___ Information supplied ___

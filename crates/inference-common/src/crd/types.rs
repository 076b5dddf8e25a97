//! Supporting types for the InferenceService CRD

use chrono::{DateTime, Utc};
use schemars::JsonSchema;
use serde::{Deserialize, Serialize};

/// Logical component of an InferenceService.
///
/// Ordering of the variants is the reconcile order: the predictor publishes
/// the endpoint the transformer and explainer route to.
#[derive(
    Clone, Copy, Debug, Deserialize, Serialize, JsonSchema, PartialEq, Eq, PartialOrd, Ord, Hash,
)]
#[serde(rename_all = "lowercase")]
pub enum ComponentKind {
    /// Serves the model; always present
    Predictor,
    /// Pre/post-processing in front of the predictor
    Transformer,
    /// Explanations for predictor outputs
    Explainer,
}

impl ComponentKind {
    /// All kinds, in reconcile order
    pub const ALL: [ComponentKind; 3] = [Self::Predictor, Self::Transformer, Self::Explainer];

    /// Lowercase name used in resource names and logs
    pub fn as_str(&self) -> &'static str {
        match self {
            Self::Predictor => "predictor",
            Self::Transformer => "transformer",
            Self::Explainer => "explainer",
        }
    }

    /// Condition type this component reports its readiness under
    pub fn ready_condition(&self) -> &'static str {
        match self {
            Self::Predictor => condition_types::PREDICTOR_READY,
            Self::Transformer => condition_types::TRANSFORMER_READY,
            Self::Explainer => condition_types::EXPLAINER_READY,
        }
    }
}

impl std::fmt::Display for ComponentKind {
    fn fmt(&self, f: &mut std::fmt::Formatter<'_>) -> std::fmt::Result {
        f.write_str(self.as_str())
    }
}

/// Well-known condition types
pub mod condition_types {
    /// Overall readiness of the InferenceService
    pub const READY: &str = "Ready";
    /// Predictor workload is serving
    pub const PREDICTOR_READY: &str = "PredictorReady";
    /// Transformer workload is serving
    pub const TRANSFORMER_READY: &str = "TransformerReady";
    /// Explainer workload is serving
    pub const EXPLAINER_READY: &str = "ExplainerReady";
    /// External routing is published
    pub const INGRESS_READY: &str = "IngressReady";
}

/// Condition status following Kubernetes conventions
#[derive(Clone, Copy, Debug, Default, Deserialize, Serialize, JsonSchema, PartialEq, Eq)]
pub enum ConditionStatus {
    /// Condition is true
    True,
    /// Condition is false
    False,
    /// Condition status is unknown
    #[default]
    Unknown,
}

impl std::fmt::Display for ConditionStatus {
    fn fmt(&self, f: &mut std::fmt::Formatter<'_>) -> std::fmt::Result {
        match self {
            Self::True => write!(f, "True"),
            Self::False => write!(f, "False"),
            Self::Unknown => write!(f, "Unknown"),
        }
    }
}

/// Kubernetes-style condition for status reporting
#[derive(Clone, Debug, Deserialize, Serialize, JsonSchema, PartialEq)]
pub struct Condition {
    /// Type of condition (e.g., Ready, PredictorReady)
    #[serde(rename = "type")]
    pub type_: String,

    /// Status of the condition (True, False, Unknown)
    pub status: ConditionStatus,

    /// Machine-readable reason for the condition
    #[serde(default)]
    pub reason: String,

    /// Human-readable message
    #[serde(default)]
    pub message: String,

    /// Last time the condition's status changed
    #[serde(rename = "lastTransitionTime")]
    pub last_transition_time: DateTime<Utc>,
}

impl Condition {
    /// Create a new condition stamped with the current time
    pub fn new(
        type_: impl Into<String>,
        status: ConditionStatus,
        reason: impl Into<String>,
        message: impl Into<String>,
    ) -> Self {
        Self {
            type_: type_.into(),
            status,
            reason: reason.into(),
            message: message.into(),
            last_transition_time: Utc::now(),
        }
    }

    /// Whether the condition's status is exactly True
    pub fn is_true(&self) -> bool {
        self.status == ConditionStatus::True
    }
}

#[cfg(test)]
mod tests {
    use super::*;

    #[test]
    fn component_kinds_sort_in_reconcile_order() {
        let mut kinds = vec![
            ComponentKind::Explainer,
            ComponentKind::Predictor,
            ComponentKind::Transformer,
        ];
        kinds.sort();
        assert_eq!(kinds, ComponentKind::ALL.to_vec());
    }

    #[test]
    fn component_kind_names() {
        assert_eq!(ComponentKind::Predictor.to_string(), "predictor");
        assert_eq!(ComponentKind::Transformer.ready_condition(), "TransformerReady");
        assert_eq!(
            serde_json::to_string(&ComponentKind::Explainer).unwrap(),
            "\"explainer\""
        );
    }

    #[test]
    fn condition_status_defaults_to_unknown() {
        assert_eq!(ConditionStatus::default(), ConditionStatus::Unknown);
        assert!(!Condition::new("Ready", ConditionStatus::Unknown, "", "").is_true());
        assert!(Condition::new("Ready", ConditionStatus::True, "", "").is_true());
    }
}
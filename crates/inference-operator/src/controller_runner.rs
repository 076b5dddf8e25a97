//! Controller runner - wires the InferenceService controller to the cluster

use std::sync::Arc;

use futures::StreamExt;
use k8s_openapi::api::apps::v1::Deployment;
use kube::runtime::watcher::Config as WatcherConfig;
use kube::runtime::Controller;
use kube::{Api, Client};

use inference_common::crd::InferenceService;
use inference_service::{error_policy, reconcile, ControllerConfig, InferenceServiceContext};

/// Watcher timeout (seconds) - must be less than client read_timeout (30s)
/// This forces the API server to close the watch before the client times out,
/// preventing "body read timed out" errors on idle watches.
const WATCH_TIMEOUT_SECS: u32 = 25;

/// Scope the controller's watches to one namespace or the whole cluster
fn scoped_api<K>(client: Client, namespace: Option<&str>) -> Api<K>
where
    K: kube::Resource<Scope = k8s_openapi::NamespaceResourceScope>,
    <K as kube::Resource>::DynamicType: Default,
{
    match namespace {
        Some(ns) => Api::namespaced(client, ns),
        None => Api::all(client),
    }
}

/// Run the InferenceService controller until a shutdown signal arrives
///
/// Deployments owned by an InferenceService retrigger their owner, so
/// component readiness changes are picked up without polling.
pub async fn run_inference_service_controller(
    client: Client,
    config: ControllerConfig,
    watch_namespace: Option<String>,
) {
    let ctx = Arc::new(InferenceServiceContext::from_client(client.clone(), &config));
    let services: Api<InferenceService> = scoped_api(client.clone(), watch_namespace.as_deref());
    let deployments: Api<Deployment> = scoped_api(client, watch_namespace.as_deref());

    tracing::info!("- InferenceService controller");

    Controller::new(
        services,
        WatcherConfig::default().timeout(WATCH_TIMEOUT_SECS),
    )
    .owns(
        deployments,
        WatcherConfig::default().timeout(WATCH_TIMEOUT_SECS),
    )
    .shutdown_on_signal()
    .run(reconcile, error_policy, ctx)
    .for_each(log_reconcile_result("InferenceService"))
    .await;
}

fn log_reconcile_result<T: std::fmt::Debug, E: std::fmt::Debug>(
    controller_name: &'static str,
) -> impl Fn(Result<T, E>) -> std::future::Ready<()> {
    move |result| {
        match result {
            Ok(action) => tracing::debug!(?action, "{} reconciliation completed", controller_name),
            Err(e) => tracing::error!(error = ?e, "{} reconciliation error", controller_name),
        }
        std::future::ready(())
    }
}
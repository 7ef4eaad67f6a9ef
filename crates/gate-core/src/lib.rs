//! # gate-core
//!
//! Core types and traits for the credit-gate paywall demo.
//!
//! This crate provides:
//! - `PaymentsGateway` trait for payments platform implementations
//! - `PlanDefinition` and `ServiceDefinition` for registering a paywalled service
//! - `AccessGrant` and `OrderReceipt` for the consumer side
//! - Publisher/consumer flows (`publish_paywalled_service`, `ensure_min_balance`, `resolve_access`)
//! - `GateError` for typed error handling
//!
//! ## Example
//!
//! ```rust,ignore
//! use gate_core::{flow, PlanConfig};
//!
//! // Creator: register the plan and the service behind it
//! let published = flow::publish_paywalled_service(
//!     &creator_gateway,
//!     &PlanConfig::demo_defaults(),
//!     &endpoint_url,
//!     &openapi_url,
//! ).await?;
//!
//! // Consumer: buy credits, then resolve the access grant
//! flow::ensure_min_balance(&consumer_gateway, &published.plan_did, &account, 2).await?;
//! let grant = flow::resolve_access(&consumer_gateway, &published.plan_did).await?;
//!
//! // Call grant.proxy_uri with grant.bearer_header()
//! ```

pub mod access;
pub mod asset;
pub mod error;
pub mod flow;
pub mod gateway;
pub mod plan;

// Re-exports for convenience
pub use access::{AccessGrant, OrderReceipt};
pub use asset::{AccountAddress, CreditBalance, Did};
pub use error::{GateError, GateResult};
pub use flow::{ensure_min_balance, publish_paywalled_service, resolve_access, PublishedService};
pub use gateway::{BoxedPaymentsGateway, PaymentsGateway};
pub use plan::{
    ChargeType, PlanConfig, PlanDefinition, ServiceDefinition, UpstreamAuth,
    DEFAULT_PAYMENT_TOKEN,
};
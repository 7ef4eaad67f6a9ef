//! # Asset Identifiers
//!
//! Opaque handles minted by the payments platform: decentralized identifiers
//! for plans and services, wallet addresses, and credit balances. The demo
//! never interprets these beyond basic shape checks.

use crate::error::{GateError, GateResult};
use serde::{Deserialize, Serialize};

/// A decentralized identifier (`did:nv:...`) for a plan or service
#[derive(Debug, Clone, PartialEq, Eq, Hash, Serialize, Deserialize)]
#[serde(transparent)]
pub struct Did(String);

impl Did {
    /// Wrap a DID string, rejecting values without a `did:` scheme
    pub fn new(value: impl Into<String>) -> GateResult<Self> {
        let value = value.into();
        if !value.starts_with("did:") {
            return Err(GateError::InvalidRequest(format!(
                "Not a DID: {}",
                value
            )));
        }
        Ok(Self(value))
    }

    pub fn as_str(&self) -> &str {
        &self.0
    }
}

impl std::fmt::Display for Did {
    fn fmt(&self, f: &mut std::fmt::Formatter<'_>) -> std::fmt::Result {
        write!(f, "{}", self.0)
    }
}

/// An EVM account address (`0x`-prefixed, 40 hex chars)
#[derive(Debug, Clone, PartialEq, Eq, Serialize, Deserialize)]
#[serde(transparent)]
pub struct AccountAddress(String);

impl AccountAddress {
    pub fn new(value: impl Into<String>) -> GateResult<Self> {
        let value = value.into();
        let hex = value.strip_prefix("0x").ok_or_else(|| {
            GateError::InvalidRequest(format!("Address must be 0x-prefixed: {}", value))
        })?;
        if hex.len() != 40 || !hex.chars().all(|c| c.is_ascii_hexdigit()) {
            return Err(GateError::InvalidRequest(format!(
                "Not a 20-byte hex address: {}",
                value
            )));
        }
        Ok(Self(value))
    }

    pub fn as_str(&self) -> &str {
        &self.0
    }
}

impl std::fmt::Display for AccountAddress {
    fn fmt(&self, f: &mut std::fmt::Formatter<'_>) -> std::fmt::Result {
        write!(f, "{}", self.0)
    }
}

/// Credit balance held by a consumer on a plan
#[derive(Debug, Clone, Copy, PartialEq, Eq, PartialOrd, Ord, Serialize, Deserialize)]
#[serde(transparent)]
pub struct CreditBalance(pub u64);

impl CreditBalance {
    pub fn credits(&self) -> u64 {
        self.0
    }

    /// Credits burned between this balance and a later reading
    pub fn spent_since(&self, later: CreditBalance) -> Option<u64> {
        self.0.checked_sub(later.0)
    }
}

impl std::fmt::Display for CreditBalance {
    fn fmt(&self, f: &mut std::fmt::Formatter<'_>) -> std::fmt::Result {
        write!(f, "{} credits", self.0)
    }
}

___

Problem description: Nothing is wanted except the number of lines in the entries above that include the word "GateResult".

Expected answer: 4